§ WHAT IS NEEDED
Copy each line below in which the string "active" occurs.

(Saved data entries)
- Opening Delimiter -

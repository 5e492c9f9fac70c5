//! On-disk index storage
//!
//! A persisted index is a directory holding a single `index.json`. Writes go
//! to a sibling temp file that is renamed over the old one.

use std::path::{Path, PathBuf};

use chrono::{DateTime, Utc};
use serde::{Deserialize, Serialize};
use tracing::{debug, info};

use super::vector::{IndexEntry, VectorIndex};
use crate::error::{Error, Result};
use crate::providers::{EmbedderId, EmbeddingProvider};

/// File name inside the index directory
pub const INDEX_FILE: &str = "index.json";

/// Current on-disk format version
pub const INDEX_FORMAT_VERSION: u32 = 1;

#[derive(Serialize)]
struct PersistedIndexRef<'a> {
    version: u32,
    embedder: &'a EmbedderId,
    created_at: DateTime<Utc>,
    entries: &'a [IndexEntry],
}

#[derive(Deserialize)]
struct PersistedIndex {
    version: u32,
    embedder: EmbedderId,
    created_at: DateTime<Utc>,
    entries: Vec<IndexEntry>,
}

impl VectorIndex {
    /// Write the index to `dir/index.json`, creating `dir` if needed
    pub async fn save(&self, dir: impl AsRef<Path>) -> Result<PathBuf> {
        let dir = dir.as_ref();
        tokio::fs::create_dir_all(dir).await?;

        let state = PersistedIndexRef {
            version: INDEX_FORMAT_VERSION,
            embedder: self.embedder(),
            created_at: self.created_at(),
            entries: self.entries(),
        };
        let data = serde_json::to_vec(&state)?;

        let path = dir.join(INDEX_FILE);
        let tmp_path = dir.join(format!("{}.tmp", INDEX_FILE));
        tokio::fs::write(&tmp_path, data).await?;
        tokio::fs::rename(&tmp_path, &path).await?;

        info!("Saved {} entries to {}", self.len(), path.display());
        Ok(path)
    }

    /// Load an index saved by [`VectorIndex::save`]
    ///
    /// The index must have been built by the same embedding function as
    /// `embedder`, otherwise [`Error::EmbedderMismatch`] is returned.
    pub async fn load_existing(
        dir: impl AsRef<Path>,
        embedder: &dyn EmbeddingProvider,
    ) -> Result<Self> {
        let dir = dir.as_ref();
        let path = dir.join(INDEX_FILE);

        let data = match tokio::fs::read(&path).await {
            Ok(data) => data,
            Err(e) if e.kind() == std::io::ErrorKind::NotFound => {
                return Err(Error::not_found(&path));
            }
            Err(e) => return Err(e.into()),
        };

        let index = Self::decode(&path, &data)?;

        let active = EmbedderId::of(embedder);
        if index.embedder() != &active {
            return Err(Error::EmbedderMismatch {
                index: index.embedder().to_string(),
                active: active.to_string(),
            });
        }

        info!(
            "Loaded {} entries from {} (built {})",
            index.len(),
            path.display(),
            index.created_at().to_rfc3339()
        );
        Ok(index)
    }

    fn decode(path: &Path, data: &[u8]) -> Result<Self> {
        let persisted: PersistedIndex = serde_json::from_slice(data)
            .map_err(|e| Error::storage(format!("{} is unreadable: {}", path.display(), e)))?;

        if persisted.version != INDEX_FORMAT_VERSION {
            return Err(Error::storage(format!(
                "{} has format version {}, expected {}",
                path.display(),
                persisted.version,
                INDEX_FORMAT_VERSION
            )));
        }

        let dims = persisted.embedder.dimensions;
        if let Some(entry) = persisted.entries.iter().find(|e| e.embedding.len() != dims) {
            return Err(Error::storage(format!(
                "chunk {} has {} dimensions, index declares {}",
                entry.chunk.metadata.chunk_index,
                entry.embedding.len(),
                dims
            )));
        }

        debug!("Decoded index version {}", persisted.version);
        Ok(Self::from_parts(
            persisted.embedder,
            persisted.entries,
            persisted.created_at,
        ))
    }
}
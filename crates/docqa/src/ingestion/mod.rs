//! Document ingestion: parsing and page-aware chunking

mod chunker;
mod loader;
mod parser;

pub use chunker::{RecursiveTextSplitter, DEFAULT_SEPARATORS};
pub use loader::DocumentLoader;
pub use parser::{FileParser, ParsedDocument};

- Closing Delimiter -

§ ANSWER TO THIS EXERCISE
        let active = EmbedderId::of(embedder);
        if index.embedder() != &active {
                active: active.to_string(),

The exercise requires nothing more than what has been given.